The low-quality bases (base-quality Q score <20) were removed, and the successfully called sites with conflicting genotypes among different reads were further excluded. Moreover, the overall depth was required to be <15 in each site to avoid mapping to regions with copy-number variation. Next, single-base pair genotypes of the 497 lines were integrated to screen for single nucleotide polymorphism (SNP) markers across the genome. Discrepancies with the reference genome were called as candidate SNPs. Unreliable sites were then filtered according to the following criteria: 1) candidate SNP loci must be more than 10 bp away from each other; and 2) all the singleton SNPs were excluded. Sites passing these criteria were retained and referred as common SNPs (MAF>0.05). Finally, 41,754 high-quality SNPs were selected out from the common SNPs for QTL mapping.

Statistical analysis

Phenotypic value of each line in each of the testing environments was the average value from two replicates. To avoid the influence of heading date on CT, lines with flowering dates being seven days earlier or later than the population mean were discarded [7]. Phenotypic correlations among four environments were computed using R statistical software [38].

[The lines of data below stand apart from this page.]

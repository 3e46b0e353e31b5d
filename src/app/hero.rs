use std::time::Duration;

use leptos::prelude::*;

use crate::content::{Section, HERO_ROLES, OWNER_NAME, OWNER_SUMMARY, OWNER_TITLE};
use crate::particles::{self, Particle, HERO_SEED, LINK_DISTANCE, PARTICLE_COUNT, VIEWBOX};
use crate::theme::use_theme;

const ROLE_INTERVAL: Duration = Duration::from_millis(1500);

#[component]
pub fn Hero() -> impl IntoView {
    let theme = use_theme();
    let (role, set_role) = signal(0usize);

    // timers only exist in the browser
    Effect::new(move |_| {
        if let Ok(handle) = set_interval_with_handle(
            move || set_role.update(|i| *i = (*i + 1) % HERO_ROLES.len()),
            ROLE_INTERVAL,
        ) {
            on_cleanup(move || handle.clear());
        }
    });

    view! {
        <section id=Section::Home.id() class="relative min-h-screen flex items-center justify-center overflow-hidden">
            <div class="absolute inset-0 z-0">
                <div class=move || {
                    format!(
                        "absolute inset-0 {}",
                        theme
                            .get()
                            .pick(
                                "bg-gradient-to-br from-surface-dark via-[#1a1040] to-surface-dark",
                                "bg-gradient-to-br from-surface-light via-indigo-50 to-cyan-50",
                            ),
                    )
                } />
                <div class=move || {
                    format!(
                        "absolute top-20 -left-32 w-96 h-96 rounded-full blur-3xl animate-pulse {}",
                        theme.get().pick("bg-primary/20", "bg-primary/10"),
                    )
                } />
                <div
                    class=move || {
                        format!(
                            "absolute bottom-20 -right-32 w-96 h-96 rounded-full blur-3xl animate-pulse {}",
                            theme.get().pick("bg-accent/20", "bg-accent/10"),
                        )
                    }
                    style="animation-delay: 2s"
                />
            </div>
            <ParticleField />
            <div class="relative z-10 text-center px-4 max-w-4xl mx-auto fade-in-up">
                <p class=move || {
                    format!(
                        "inline-block px-4 py-1.5 rounded-full text-sm font-medium mb-6 {}",
                        theme
                            .get()
                            .pick(
                                "bg-primary/10 text-primary-light border border-primary/20",
                                "bg-primary/5 text-primary-dark border border-primary/15",
                            ),
                    )
                }>"👋 Welcome to my portfolio"</p>
                <h1 class="text-4xl sm:text-5xl lg:text-7xl font-bold font-display mb-4">
                    "Hi, I'm " <span class="gradient-text">{OWNER_NAME}</span>
                </h1>
                <p class=move || {
                    format!(
                        "text-lg sm:text-xl lg:text-2xl font-medium mb-3 {}",
                        theme.get().pick("text-gray-300", "text-gray-600"),
                    )
                }>{OWNER_TITLE}</p>
                <div class="text-lg sm:text-xl lg:text-2xl font-medium mb-6">
                    <span class=move || {
                        theme.get().pick("text-gray-400", "text-gray-500")
                    }>"I work with "</span>
                    <span class="gradient-text font-bold typing-caret">
                        {move || HERO_ROLES[role.get()]}
                    </span>
                </div>
                <p class=move || {
                    format!(
                        "text-base sm:text-lg max-w-2xl mx-auto mb-10 leading-relaxed {}",
                        theme.get().pick("text-gray-400", "text-gray-500"),
                    )
                }>{OWNER_SUMMARY}</p>
                <div class="flex flex-col sm:flex-row items-center justify-center gap-4">
                    <a
                        href=Section::Contact.anchor()
                        class="px-8 py-3.5 bg-gradient-to-r from-primary to-accent rounded-xl text-white font-semibold shadow-lg shadow-primary/25 hover:shadow-xl hover:shadow-primary/30 transition-shadow flex items-center gap-2"
                    >
                        "✉ Contact Me"
                    </a>
                    <a
                        href=Section::About.anchor()
                        class=move || {
                            format!(
                                "px-8 py-3.5 rounded-xl font-semibold border transition-all flex items-center gap-2 {}",
                                theme
                                    .get()
                                    .pick(
                                        "border-white/20 text-white hover:bg-white/5",
                                        "border-gray-300 text-gray-700 hover:bg-gray-50",
                                    ),
                            )
                        }
                    >
                        "↓ Learn More"
                    </a>
                </div>
            </div>
            <div class="absolute bottom-8 left-1/2 -translate-x-1/2">
                <div class=move || {
                    format!(
                        "w-6 h-10 rounded-full border-2 flex justify-center pt-2 scroll-bob {}",
                        theme.get().pick("border-white/30", "border-gray-400"),
                    )
                }>
                    <div class="w-1.5 h-1.5 rounded-full bg-primary scroll-dot" />
                </div>
            </div>
        </section>
    }
}

/// Animated dots and links behind the hero copy. Motion is pure CSS.
#[component]
fn ParticleField() -> impl IntoView {
    let theme = use_theme();
    let field = particles::field(PARTICLE_COUNT, HERO_SEED);
    let links = particles::links(&field, LINK_DISTANCE);
    let color = move || theme.get().pick("#6366f1", "#818cf8");

    let link_views = links
        .into_iter()
        .map(|link| {
            let (a, b) = (field[link.from], field[link.to]);
            view! {
                <line
                    x1=coord(a.x)
                    y1=coord(a.y)
                    x2=coord(b.x)
                    y2=coord(b.y)
                    stroke=color
                    stroke-width="0.1"
                    stroke-opacity=coord(0.15 * link.strength)
                />
            }
        })
        .collect_view();
    let dot_views = field
        .iter()
        .map(|p: &Particle| {
            let style = format!(
                "animation-duration: {:.1}s; animation-delay: -{:.1}s",
                p.drift_secs, p.delay_secs
            );
            view! {
                <circle
                    class="particle"
                    cx=coord(p.x)
                    cy=coord(p.y)
                    r=coord(p.radius)
                    fill=color
                    fill-opacity=coord(p.opacity)
                    style=style
                />
            }
        })
        .collect_view();

    view! {
        <svg
            id="hero-particles"
            class="absolute inset-0 z-[1] w-full h-full"
            viewBox=format!("0 0 {VIEWBOX} {VIEWBOX}")
            preserveAspectRatio="xMidYMid slice"
            aria-hidden="true"
        >
            {link_views}
            {dot_views}
        </svg>
    }
}

fn coord(v: f32) -> String {
    format!("{v:.2}")
}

To evaluate the resolution that is expected in our IB population, the linkage disequilibrium (LD) was evaluated by computing the r2 values between pairs of SNP markers using TASSEL 5.2 [39]. The window size was set to 1000, so around 1k by 40k pairs of r2 was calculated. Since high density markers were used, it is very likely that r2 is equal to 1 for two close related markers. Therefore, these values of r2 from 40M pairs were filtered for outliers and extreme values. In order to get the relationship between values of r2 and the physical distance for the identical marker pair of r2, the R-package ggplot2 was used to make a second order polynomial curve fitting for the filtered data.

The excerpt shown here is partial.